What the task asks = From the entries that follow, copy exactly the lines beginning at the line holding "recognizes failures by" and continuing through the line holding "call actions, print".

Data for this task =
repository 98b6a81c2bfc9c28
use crate::account::AccountHandle;
use crate::actions::schema::{Args, Field, FieldType, Schema};
use crate::actions::wallets::{humanize_timestamp, server_wallet};
use crate::actions::{Descriptor, ExtendedAction};
use crate::agentkit::Agentkit;
use crate::errors::{ActionError, ActionOutput, ActionResult};
use async_trait::async_trait;
use serde_json::json;

static FIELDS: &[Field] = &[Field::optional(
    "wallet_index",
    FieldType::Integer,
    "Wallet index to read logs for. Defaults to the active wallet.",
)];

static DESCRIPTOR: Descriptor = Descriptor {
    name: "get_transaction_logs",
    description: "List transactions the wallet server has submitted for a wallet. Server-wallet mode only.",
    schema: Schema { fields: FIELDS },
    requires_account: false,
};

pub struct GetTransactionLogs;

#[async_trait]
impl ExtendedAction for GetTransactionLogs {
    fn descriptor(&self) -> &'static Descriptor {
        &DESCRIPTOR
    }

    async fn run(
        &self,
        kit: &Agentkit,
        _account: Option<&AccountHandle<'_>>,
        args: &Args,
    ) -> ActionResult {
        let wallet = server_wallet(kit)?;
        let index = args
            .u64("wallet_index")
            .and_then(|v| u32::try_from(v).ok())
            .unwrap_or_else(|| wallet.selected());

        let logs = match wallet.directory().transaction_logs(index).await {
            Ok(l) => l,
            Err(e) => return Err(ActionError::upstream("failed to fetch transaction logs", &e)),
        };
        if logs.is_empty() {
            return Ok(ActionOutput::text(format!(
                "No transactions recorded for wallet #{index}."
            )));
        }

        let lines: Vec<String> = logs
            .iter()
            .map(|l| {
                format!(
                    "{} — {} ({})",
                    humanize_timestamp(&l.created_at),
                    l.tx_hash,
                    l.status
                )
            })
            .collect();
        Ok(ActionOutput::with_data(
            format!("Transactions for wallet #{index}:\n{}", lines.join("\n")),
            json!({ "wallet_index": index, "transactions": logs }),
        ))
    }
}
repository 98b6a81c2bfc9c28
pub mod evm;
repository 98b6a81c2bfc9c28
use crate::account::AccountHandle;
use crate::actions::schema;
use crate::actions::{Descriptor, StandardAction};
use crate::errors::{ActionError, ActionOutput, ActionResult};
use async_trait::async_trait;
use serde_json::json;

static DESCRIPTOR: Descriptor = Descriptor {
    name: "get_address",
    description: "Get the Smart Account address the agent acts from. Takes no arguments.",
    schema: schema::EMPTY,
    requires_account: true,
};

pub struct GetAddress;

#[async_trait]
impl StandardAction for GetAddress {
    fn descriptor(&self) -> &'static Descriptor {
        &DESCRIPTOR
    }

    async fn run(&self, account: &AccountHandle<'_>, _args: &schema::Args) -> ActionResult {
        match account.address().await {
            Ok(addr) => Ok(ActionOutput::with_data(
                format!("Smart Account: {addr}"),
                json!({ "address": addr.to_string() }),
            )),
            Err(e) => Err(ActionError::upstream("failed to resolve account address", &e)),
        }
    }
}
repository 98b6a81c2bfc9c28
//! The LLM-facing runtime: one rig tool adapter per catalog action, all
//! delegating into the dispatcher, plus the interactive REPL.

use crate::agentkit::Agentkit;
use crate::config::LlmConfig;
use crate::dispatcher::dispatch;
use crate::errors::render_result;
use rig::{
    completion::{Prompt as _, ToolDefinition},
    prelude::*,
    providers::openai,
    tool::Tool,
};
use secrecy::ExposeSecret as _;
use std::sync::Arc;
use tokio::io::{AsyncBufReadExt as _, AsyncWriteExt as _, BufReader};

const SYSTEM_PREAMBLE: &str = "\
You are an on-chain wallet agent operating a gasless Smart Account. \
Use the available tools to answer requests; never fabricate balances, \
addresses or transaction hashes. Tool results that start with \"Error:\" \
describe a failure — relay the reason to the user and suggest a fix when \
one is mentioned. Amounts are decimal strings in normal (UI) units.";

const MAX_TOOL_TURNS: usize = 8;

#[derive(Debug, thiserror::Error)]
pub enum ToolCallError {
    #[error("unknown action: {0}")]
    UnknownAction(&'static str),
}

fn definition_for(kit: &Agentkit, name: &'static str) -> ToolDefinition {
    match kit.registry().find(name) {
        Some(action) => {
            let d = action.descriptor();
            ToolDefinition {
                name: d.name.to_owned(),
                description: d.description.to_owned(),
                parameters: d.schema.to_json_schema(),
            }
        }
        None => ToolDefinition {
            name: name.to_owned(),
            description: String::new(),
            parameters: serde_json::json!({ "type": "object", "properties": {} }),
        },
    }
}

async fn run_action(
    kit: &Agentkit,
    name: &'static str,
    args: &serde_json::Value,
) -> Result<String, ToolCallError> {
    let Some(action) = kit.registry().find(name) else {
        return Err(ToolCallError::UnknownAction(name));
    };
    // Both outcomes travel back through the same string channel; the agent
    // recognizes failures by the "Error:" prefix.
    Ok(render_result(&dispatch(kit, action, args).await))
}

macro_rules! action_tool {
    ($ty:ident, $name:literal) => {
        #[derive(Clone)]
        struct $ty {
            kit: Arc<Agentkit>,
        }

        impl Tool for $ty {
            const NAME: &'static str = $name;
            type Error = ToolCallError;
            type Args = serde_json::Value;
            type Output = String;

            async fn definition(&self, _prompt: String) -> ToolDefinition {
                definition_for(&self.kit, $name)
            }

            async fn call(&self, args: Self::Args) -> Result<Self::Output, Self::Error> {
                run_action(&self.kit, $name, &args).await
            }
        }
    };
}

action_tool!(GetAddressTool, "get_address");
action_tool!(GetBalanceTool, "get_balance");
action_tool!(GetTokenDetailsTool, "get_token_details");
action_tool!(GetSwapOrderTool, "get_swap_order");
action_tool!(TransferTokenTool, "transfer_token");
action_tool!(SwapTokensTool, "swap_tokens");
action_tool!(CancelSwapOrderTool, "cancel_swap_order");
action_tool!(BridgeTokensTool, "bridge_tokens");
action_tool!(LaunchTokenTool, "launch_token");
action_tool!(RegisterConfidentialTool, "register_confidential");
action_tool!(ConfidentialTransferTool, "confidential_transfer");
action_tool!(GetConfidentialBalanceTool, "get_confidential_balance");
action_tool!(ListWalletsTool, "list_wallets");
action_tool!(UseWalletTool, "use_wallet");
action_tool!(GetTransactionLogsTool, "get_transaction_logs");

/// Run the interactive loop: read prompts from stdin, let the model plan
/// and call actions, print each response, stop on the literal "exit".
pub async fn run_repl(kit: Arc<Agentkit>, llm: &LlmConfig) -> eyre::Result<()> {
    let mut builder = openai::Client::builder(llm.api_key.expose_secret());
    if let Some(base) = &llm.base_url {
        builder = builder.base_url(base);
    }
    let client = builder.build()?;

    let agent = client
        .agent(&llm.model)
        .preamble(SYSTEM_PREAMBLE)
        .tool(GetAddressTool {
            kit: Arc::clone(&kit),
        })
        .tool(GetBalanceTool {
            kit: Arc::clone(&kit),
        })
        .tool(GetTokenDetailsTool {
            kit: Arc::clone(&kit),
        })
        .tool(GetSwapOrderTool {
            kit: Arc::clone(&kit),
        })
        .tool(TransferTokenTool {
            kit: Arc::clone(&kit),
        })
        .tool(SwapTokensTool {
            kit: Arc::clone(&kit),
        })
        .tool(CancelSwapOrderTool {
            kit: Arc::clone(&kit),
        })
        .tool(BridgeTokensTool {
            kit: Arc::clone(&kit),
        })
        .tool(LaunchTokenTool {
            kit: Arc::clone(&kit),
        })
        .tool(RegisterConfidentialTool {
            kit: Arc::clone(&kit),
        })
        .tool(ConfidentialTransferTool {
            kit: Arc::clone(&kit),
        })
        .tool(GetConfidentialBalanceTool {
            kit: Arc::clone(&kit),
        })
        .tool(ListWalletsTool {
            kit: Arc::clone(&kit),
        })
        .tool(UseWalletTool {
            kit: Arc::clone(&kit),
        })
        .tool(GetTransactionLogsTool {
            kit: Arc::clone(&kit),
        })
        .build();

    let mut stdout = tokio::io::stdout();
    stdout
        .write_all(format!("skiff {} — chain {}. Type \"exit\" to quit.\n", env!("CARGO_PKG_VERSION"), kit.chain().name).as_bytes())
        .await?;

    let mut lines = BufReader::new(tokio::io::stdin()).lines();
    loop {
        stdout.write_all(b"> ").await?;
        stdout.flush().await?;
        let Some(line) = lines.next_line().await? else {
            break;
        };
        let prompt = line.trim();
        if prompt.is_empty() {
            continue;
        }
        if prompt == "exit" {
            break;
        }

        match agent.prompt(prompt).multi_turn(MAX_TOOL_TURNS).await {
            Ok(response) => {
                stdout.write_all(response.to_string().as_bytes()).await?;
                stdout.write_all(b"\n").await?;
            }
            Err(e) => {
                // One failed turn never kills the session.
                tracing::error!(error = %e, "agent turn failed");
                stdout
                    .write_all(format!("Error: {e}\n").as_bytes())
                    .await?;
            }
        }
    }
    Ok(())
}
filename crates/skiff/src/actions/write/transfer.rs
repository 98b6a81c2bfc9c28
use crate::aa::Call;
use crate::account::AccountHandle;
use crate::actions::schema::{Args, DefaultValue, Field, FieldType, Schema};
use crate::actions::{u256_to_u128_saturating, Descriptor, StandardAction};
use crate::amount;
use crate::chains::evm::{erc20_transfer_calldata, EvmChain};
use crate::config;
use crate::errors::{ActionError, ActionOutput, ActionResult};
use alloy::primitives::{Bytes, U256};
use async_trait::async_trait;
use serde_json::json;

static FIELDS: &[Field] = &[
    Field::required("to", FieldType::String, "Recipient address."),
    Field::required(
        "amount",
        FieldType::String,
        "Amount to send, in UI units (e.g. \"1.5\").",
    ),
    Field::optional(
        "token",
        FieldType::String,
        "ERC-20 contract address, or \"native\" for the chain's native asset.",
    )
    .with_default(DefaultValue::Str("native")),
    Field::optional(
        "wait",
        FieldType::Boolean,
        "Wait for on-chain confirmation before returning.",
    )
    .with_default(DefaultValue::Bool(true)),
];

static DESCRIPTOR: Descriptor = Descriptor {
    name: "transfer_token",
    description: "Send native or ERC-20 tokens from the Smart Account. Gas is sponsored; the account needs no native balance for fees.",
    schema: Schema { fields: FIELDS },
    requires_account: true,
};

pub struct TransferToken;

#[async_trait]
impl StandardAction for TransferToken {
    fn descriptor(&self) -> &'static Descriptor {
        &DESCRIPTOR
    }

    async fn run(&self, account: &AccountHandle<'_>, args: &Args) -> ActionResult {
        let to = match EvmChain::parse_address(args.str("to").unwrap_or_default()) {
            Ok(a) => a,
            Err(e) => {
                return Err(ActionError::new(
                    "invalid_arguments",
                    format!("invalid recipient: {e:#}"),
                ))
            }
        };
        let amount_ui = args.str("amount").unwrap_or_default();
        let token = args.str("token").unwrap_or("native");
        let wait = args.boolean("wait").unwrap_or(true);

        let owner = match account.address().await {
            Ok(a) => a,
            Err(e) => return Err(ActionError::upstream("failed to resolve account address", &e)),
        };

        let (call, symbol) = if token.eq_ignore_ascii_case("native") {
            let (symbol, decimals) = config::chain_for_id(account.chain.chain_id)
                .map(|c| (c.native_symbol, c.native_decimals))
                .unwrap_or(("NATIVE", 18));
            let base = match amount::parse_ui(amount_ui, decimals) {
                Ok(v) => v,
                Err(e) => {
                    return Err(ActionError::new(
                        "invalid_arguments",
                        format!("bad amount: {e:#}"),
                    ))
                }
            };
            let have = match account.chain.get_native_balance(owner).await {
                Ok(v) => v,
                Err(e) => return Err(ActionError::upstream("failed to read balance", &e)),
            };
            if U256::from(base) > have {
                return Err(ActionError::new(
                    "insufficient_balance",
                    format!(
                        "insufficient balance: have {} {symbol}, need {amount_ui}",
                        amount::format_units(u256_to_u128_saturating(have), decimals)
                            .unwrap_or_else(|_| have.to_string()),
                    ),
                ));
            }
            (
                Call {
                    to,
                    value: U256::from(base),
                    data: Bytes::new(),
                },
                symbol.to_owned(),
            )
        } else {
            let token_addr = match EvmChain::parse_address(token) {
                Ok(a) => a,
                Err(e) => {
                    return Err(ActionError::new(
                        "invalid_arguments",
                        format!("invalid token: {e:#}"),
                    ))
                }
            };
            let (have, meta) = match account.chain.get_erc20_balance(token_addr, owner).await {
                Ok(v) => v,
                Err(e) => return Err(ActionError::upstream("failed to read token balance", &e)),
            };
            let base = match amount::parse_ui(amount_ui, u32::from(meta.decimals)) {
                Ok(v) => v,
                Err(e) => {
                    return Err(ActionError::new(
                        "invalid_arguments",
                        format!("bad amount: {e:#}"),
                    ))
                }
            };
            if U256::from(base) > have {
                return Err(ActionError::new(
                    "insufficient_balance",
                    format!(
                        "insufficient balance: have {} {}, need {amount_ui}",
                        amount::format_units(
                            u256_to_u128_saturating(have),
                            u32::from(meta.decimals)
                        )
                        .unwrap_or_else(|_| have.to_string()),
                        meta.symbol,
                    ),
                ));
            }
            (
                Call {
                    to: token_addr,
                    value: U256::ZERO,
                    data: erc20_transfer_calldata(to, U256::from(base)),
                },
                meta.symbol,
            )
        };

        match account.submit(&[call], wait).await {
            Ok(receipt) if wait && !receipt.confirmed => Err(ActionError::with_data(
                "transaction_failed",
                format!(
                    "transfer of {amount_ui} {symbol} to {to} reverted on-chain (reference {})",
                    receipt.reference
                ),
                json!({ "reference": receipt.reference, "tx_hash": receipt.tx_hash }),
            )),
            Ok(receipt) => {
                let msg = if wait {
                    format!(
                        "Transferred {amount_ui} {symbol} to {to}. Transaction: {}",
                        receipt.tx_hash.clone().unwrap_or_else(|| receipt.reference.clone())
                    )
                } else {
                    format!(
                        "Transfer of {amount_ui} {symbol} to {to} submitted (reference {}). Not waiting for confirmation.",
                        receipt.reference
                    )
                };
                Ok(ActionOutput::with_data(
                    msg,
                    json!({ "reference": receipt.reference, "tx_hash": receipt.tx_hash }),
                ))
            }
            Err(e) => Err(ActionError::upstream("transfer failed", &e)),
        }
    }
}


#[cfg(test)]
mod tests {
    use super::*;

    #[test]
    fn schema_requires_recipient_and_amount() {
        let err = DESCRIPTOR.schema.validate(&json!({})).err();
        assert!(err.is_some());
        if let Some(v) = err {
            assert!(v.missing.contains(&"to"));
            assert!(v.missing.contains(&"amount"));
        }
    }

    #[test]
    fn schema_defaults_token_to_native_and_waits() {
        let args = DESCRIPTOR
            .schema
            .validate(&json!({ "to": "0x1", "amount": "1" }));
        assert!(args.is_ok(), "validation failed: {args:?}");
        if let Ok(a) = args {
            assert_eq!(a.str("token"), Some("native"));
            assert_eq!(a.boolean("wait"), Some(true));
        }
    }
}
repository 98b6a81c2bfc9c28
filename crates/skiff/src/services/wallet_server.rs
//! Client for the remote wallet service: index-addressed wallets, relayed
//! transaction submission, submission logs, and API-key verification for
//! the revalidate-on-every-call credential mode.

use async_trait::async_trait;
use eyre::Context as _;
use serde::{Deserialize, Serialize};
use std::time::Duration;
use zeroize::Zeroizing;

const WALLET_SERVER_TIMEOUT: Duration = Duration::from_secs(15);

#[derive(Debug, Clone, Serialize, Deserialize)]
pub struct WalletInfo {
    pub index: u32,
    pub address: String,
    pub created_at: String,
    pub updated_at: String,
}

#[derive(Debug, Clone, Serialize, Deserialize)]
pub struct SubmitOutcome {
    pub success: bool,
    #[serde(default)]
    pub tx_hash: Option<String>,
    #[serde(default)]
    pub error: Option<String>,
}

#[derive(Debug, Clone, Serialize, Deserialize)]
pub struct TxLogEntry {
    pub wallet_index: u32,
    pub tx_hash: String,
    pub status: String,
    pub created_at: String,
}

/// The wallet service surface consumed by server-wallet mode. Every method
/// is a fresh HTTP round trip; nothing here is cached.
#[async_trait]
pub trait WalletDirectory: Send + Sync {
    async fn list_wallets(&self) -> eyre::Result<Vec<WalletInfo>>;
    async fn submit(
        &self,
        index: u32,
        to: &str,
        data: &str,
        value: &str,
    ) -> eyre::Result<SubmitOutcome>;
    async fn transaction_logs(&self, index: u32) -> eyre::Result<Vec<TxLogEntry>>;
}

/// Signing-key material returned by the credential authority. Wrapped so it
/// is wiped on drop; consumed immediately to build a per-call signer.
pub struct CredentialMaterial {
    pub private_key_hex: Zeroizing<String>,
}

/// Verifies an API key and returns whatever credential material the
/// authority currently holds for it. Called once per externally observable
/// operation in API-key mode; implementations must not cache.
#[async_trait]
pub trait CredentialAuthority: Send + Sync {
    async fn verify(&self, api_key: &str) -> eyre::Result<CredentialMaterial>;
}

#[derive(Debug, Clone)]
pub struct HttpWalletServer {
    base_url: String,
    api_key: String,
    client: reqwest::Client,
}

impl HttpWalletServer {
    pub fn new(base_url: &str, api_key: &str) -> eyre::Result<Self> {
        let client = reqwest::Client::builder()
            .timeout(WALLET_SERVER_TIMEOUT)
            .build()
            .context("build wallet server http client")?;
        Ok(Self {
            base_url: base_url.trim_end_matches('/').to_owned(),
            api_key: api_key.to_owned(),
            client,
        })
    }

    fn url(&self, path: &str) -> String {
        format!("{}/{path}", self.base_url)
    }

    async fn get_json(&self, path: &str) -> eyre::Result<serde_json::Value> {
        let resp = self
            .client
            .get(self.url(path))
            .header("x-api-key", &self.api_key)
            .send()
            .await
            .with_context(|| format!("wallet server GET {path}"))?;
        let status = resp.status();
        if !status.is_success() {
            eyre::bail!("wallet server http {status} for {path}");
        }
        resp.json()
            .await
            .with_context(|| format!("decode wallet server response for {path}"))
    }
}

#[async_trait]
impl WalletDirectory for HttpWalletServer {
    async fn list_wallets(&self) -> eyre::Result<Vec<WalletInfo>> {
        let v = self.get_json("v1/wallets").await?;
        let wallets = v
            .get("wallets")
            .cloned()
            .unwrap_or(serde_json::Value::Array(vec![]));
        serde_json::from_value(wallets).context("decode wallet list")
    }

    async fn submit(
        &self,
        index: u32,
        to: &str,
        data: &str,
        value: &str,
    ) -> eyre::Result<SubmitOutcome> {
        let body = serde_json::json!({
            "wallet_index": index,
            "to": to,
            "data": data,
            "value": value,
        });
        let resp = self
            .client
            .post(self.url("v1/transactions"))
            .header("x-api-key", &self.api_key)
            .json(&body)
            .send()
            .await
            .context("wallet server submit")?;
        let status = resp.status();
        if !status.is_success() {
            eyre::bail!("wallet server http {status} for transaction submit");
        }
        resp.json().await.context("decode submit outcome")
    }

    async fn transaction_logs(&self, index: u32) -> eyre::Result<Vec<TxLogEntry>> {
        let v = self
            .get_json(&format!("v1/wallets/{index}/transactions"))
            .await?;
        let logs = v
            .get("transactions")
            .cloned()
            .unwrap_or(serde_json::Value::Array(vec![]));
        serde_json::from_value(logs).context("decode transaction logs")
    }
}

#[async_trait]
impl CredentialAuthority for HttpWalletServer {
    async fn verify(&self, api_key: &str) -> eyre::Result<CredentialMaterial> {
        let resp = self
            .client
            .post(self.url("v1/credentials/verify"))
            .header("x-api-key", api_key)
            .send()
            .await
            .context("credential verification request")?;
        let status = resp.status();
        if !status.is_success() {
            eyre::bail!("credential authority rejected the API key (http {status})");
        }
        let v: serde_json::Value = resp.json().await.context("decode credential material")?;
        let key = v
            .get("private_key")
            .and_then(serde_json::Value::as_str)
            .ok_or_else(|| eyre::eyre!("credential material missing private_key"))?;
        Ok(CredentialMaterial {
            private_key_hex: Zeroizing::new(key.to_owned()),
        })
    }
}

Completed task =
    // recognizes failures by the "Error:" prefix.
    Ok(render_result(&dispatch(kit, action, args).await))
}

macro_rules! action_tool {
    ($ty:ident, $name:literal) => {
        #[derive(Clone)]
        struct $ty {
            kit: Arc<Agentkit>,
        }

        impl Tool for $ty {
            const NAME: &'static str = $name;
            type Error = ToolCallError;
            type Args = serde_json::Value;
            type Output = String;

            async fn definition(&self, _prompt: String) -> ToolDefinition {
                definition_for(&self.kit, $name)
            }

            async fn call(&self, args: Self::Args) -> Result<Self::Output, Self::Error> {
                run_action(&self.kit, $name, &args).await
            }
        }
    };
}

action_tool!(GetAddressTool, "get_address");
action_tool!(GetBalanceTool, "get_balance");
action_tool!(GetTokenDetailsTool, "get_token_details");
action_tool!(GetSwapOrderTool, "get_swap_order");
action_tool!(TransferTokenTool, "transfer_token");
action_tool!(SwapTokensTool, "swap_tokens");
action_tool!(CancelSwapOrderTool, "cancel_swap_order");
action_tool!(BridgeTokensTool, "bridge_tokens");
action_tool!(LaunchTokenTool, "launch_token");
action_tool!(RegisterConfidentialTool, "register_confidential");
action_tool!(ConfidentialTransferTool, "confidential_transfer");
action_tool!(GetConfidentialBalanceTool, "get_confidential_balance");
action_tool!(ListWalletsTool, "list_wallets");
action_tool!(UseWalletTool, "use_wallet");
action_tool!(GetTransactionLogsTool, "get_transaction_logs");

/// Run the interactive loop: read prompts from stdin, let the model plan
/// and call actions, print each response, stop on the literal "exit".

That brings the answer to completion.